Tax Free Savings Account (TFSA)

The Canadian government recently announced a new type of tax-free savings account (TFSA) available to Canadians which is similar to the Roth IRA account available to Americans. Here are some of the details:

What is the TFSA?

A type of account where you make contributions but don’t get any income tax refund. While the money is in the account there are no taxes applied to any kind of earnings such as interest, dividends, capitals gains. Any withdrawals from the account are not taxable and won’t count against any government programs ie GIS, OAS.

How does the TFSA work?

  • You can contribute $5000 per year to this account for the years 2009 to 2012 and $5,500 for year 2013 and beyond.
  • The contribution room is carried forward.
  • No taxes on any earnings.
  • No taxes on any withdrawals.
  • When you withdraw money from the account, the contribution room available gets increased by the amount of the withdrawal – please note that this new contribution room is not available until the following calendar year.

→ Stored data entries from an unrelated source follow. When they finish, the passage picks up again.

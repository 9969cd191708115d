//! Router exposing the auth session operations over HTTP

use axum::{
    Router,
    routing::{get, post},
};
use tower_http::LatencyUnit;
use tower_http::trace::{DefaultMakeSpan, DefaultOnRequest, DefaultOnResponse, TraceLayer};
use tracing::Level;

use super::handlers;
use super::state::AuthSessionState;

fn routes() -> Router<AuthSessionState> {
    Router::new()
        .route("/realms/{realm}/auth-sessions", post(handlers::start_tab))
        .route(
            "/realms/{realm}/auth-sessions/current",
            get(handlers::current_root_session),
        )
        .route(
            "/realms/{realm}/auth-sessions/current/user-session",
            get(handlers::current_user_session),
        )
        .route(
            "/realms/{realm}/auth-sessions/current/tabs/{tab_id}",
            get(handlers::current_tab).delete(handlers::delete_tab),
        )
        .route(
            "/realms/{realm}/auth-sessions/current/tabs/{tab_id}/complete",
            post(handlers::complete_tab),
        )
        .route(
            "/realms/{realm}/detached-info",
            get(handlers::render_detached_info).post(handlers::verify_detached_info),
        )
}

/// Create the router for all auth session endpoints
///
/// The endpoints will be available at:
/// - /realms/{realm}/auth-sessions/...
/// - /realms/{realm}/detached-info
pub fn auth_session_router(state: AuthSessionState) -> Router {
    routes()
        .layer(
            TraceLayer::new_for_http()
                .make_span_with(
                    DefaultMakeSpan::new()
                        .level(Level::INFO)
                        .include_headers(true),
                )
                .on_request(DefaultOnRequest::new().level(Level::INFO))
                .on_response(
                    DefaultOnResponse::new()
                        .level(Level::INFO)
                        .latency_unit(LatencyUnit::Millis),
                ),
        )
        .with_state(state)
}

/// Same as `auth_session_router()` but without the HTTP tracing middleware.
pub fn auth_session_router_no_trace(state: AuthSessionState) -> Router {
    routes().with_state(state)
}
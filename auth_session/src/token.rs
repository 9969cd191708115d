//! Signed token codec used for cookies that must survive a round trip
//! through the browser untouched.
//!
//! Tokens are HS256 JWTs. The payload is flattened next to `iat`/`exp`, so the
//! cookie content stays readable by client script while any change to it
//! breaks the signature. Callers supply "now" for both signing and
//! verification, so expiry follows the session clock rather than wall time.

use std::fmt;

use jsonwebtoken::{Algorithm, DecodingKey, EncodingKey, Header, Validation};
use serde::{Deserialize, Serialize, de::DeserializeOwned};

use crate::session::{AUTH_SERVER_SECRET, SessionError};

#[derive(Serialize)]
struct SignedClaims<'a, T> {
    iat: i64,
    exp: i64,
    #[serde(flatten)]
    payload: &'a T,
}

#[derive(Deserialize)]
struct VerifiedClaims<T> {
    exp: i64,
    #[serde(flatten)]
    payload: T,
}

#[derive(Clone)]
pub struct TokenCodec {
    encoding: EncodingKey,
    decoding: DecodingKey,
}

impl fmt::Debug for TokenCodec {
    fn fmt(&self, f: &mut fmt::Formatter<'_>) -> fmt::Result {
        f.debug_struct("TokenCodec").finish_non_exhaustive()
    }
}

impl TokenCodec {
    pub fn new(secret: &[u8]) -> Self {
        Self {
            encoding: EncodingKey::from_secret(secret),
            decoding: DecodingKey::from_secret(secret),
        }
    }

    /// Codec keyed with `AUTH_SERVER_SECRET`.
    pub fn from_env() -> Self {
        Self::new(&AUTH_SERVER_SECRET)
    }

    /// Sign `payload` at `now`; the token stops verifying `ttl` seconds later.
    pub fn encode<T: Serialize>(
        &self,
        payload: &T,
        now: i64,
        ttl: i64,
    ) -> Result<String, SessionError> {
        let claims = SignedClaims {
            iat: now,
            exp: now + ttl,
            payload,
        };
        jsonwebtoken::encode(&Header::new(Algorithm::HS256), &claims, &self.encoding)
            .map_err(|e| SessionError::Token(e.to_string()))
    }

    /// Verify signature and expiry at `now`, then deserialize. Any failure is
    /// `None`.
    pub fn decode<T: DeserializeOwned>(&self, token: &str, now: i64) -> Option<T> {
        // Expiry is checked against `now` below, not the system clock
        let mut validation = Validation::new(Algorithm::HS256);
        validation.validate_exp = false;
        validation.leeway = 0;

        let claims =
            match jsonwebtoken::decode::<VerifiedClaims<T>>(token, &self.decoding, &validation) {
                Ok(data) => data.claims,
                Err(e) => {
                    tracing::debug!(error = %e, "Rejected signed token");
                    return None;
                }
            };

        if claims.exp < now {
            tracing::debug!(exp = claims.exp, now, "Rejected expired signed token");
            return None;
        }
        Some(claims.payload)
    }
}
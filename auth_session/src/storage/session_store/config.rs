use std::sync::{Arc, LazyLock};

use crate::storage::errors::StorageError;

use super::types::{AuthSessionStore, InMemoryAuthSessionStore, RedisAuthSessionStore};

/// Backend selected by `AUTH_SESSION_STORE_TYPE`: `memory` (default) or `redis`.
pub static AUTH_SESSION_STORE_TYPE: LazyLock<String> = LazyLock::new(|| {
    std::env::var("AUTH_SESSION_STORE_TYPE").unwrap_or_else(|_| "memory".to_string())
});

pub static AUTH_SESSION_STORE_URL: LazyLock<String> = LazyLock::new(|| {
    std::env::var("AUTH_SESSION_STORE_URL").unwrap_or_else(|_| "redis://127.0.0.1:6379".to_string())
});

/// Build the store configured through the environment.
pub async fn store_from_env() -> Result<Arc<dyn AuthSessionStore>, StorageError> {
    create_store(&AUTH_SESSION_STORE_TYPE, &AUTH_SESSION_STORE_URL).await
}

/// Build and initialize a store. Redis connectivity is checked up front.
pub async fn create_store(
    store_type: &str,
    store_url: &str,
) -> Result<Arc<dyn AuthSessionStore>, StorageError> {
    tracing::info!(
        "Initializing auth session store with type: {}, url: {}",
        store_type,
        store_url
    );

    let store: Arc<dyn AuthSessionStore> = match store_type {
        "memory" => Arc::new(InMemoryAuthSessionStore::new()),
        "redis" => {
            let client = redis::Client::open(store_url).map_err(|e| {
                tracing::error!("Failed to create Redis client: {}", e);
                StorageError::from(e)
            })?;
            Arc::new(RedisAuthSessionStore::new(client))
        }
        t => {
            return Err(StorageError::UnsupportedStore(format!(
                "{t}. Supported types are 'memory' and 'redis'"
            )));
        }
    };

    store.init().await.inspect_err(|e| {
        tracing::error!("Failed to initialize {} store: {}", store_type, e);
    })?;

    tracing::info!("Connected to auth session store: type={}", store_type);
    Ok(store)
}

When can I open up a TFSA account?

January 2, 2009 was the first day you could deposit funds into a TFSA.  Most institutions allowed customers to set up accounts prior to this date however.

Why do I want to open a TFSA account?

Any money that you might be saving for emergencies or upcoming large purchases will have a constant tax drag in an non-registered account. With the TFSA, this tax drag no longer exists so you will end up with more money for your purchase or emergency.  Here are some more benefits of the Canadian tax free savings account.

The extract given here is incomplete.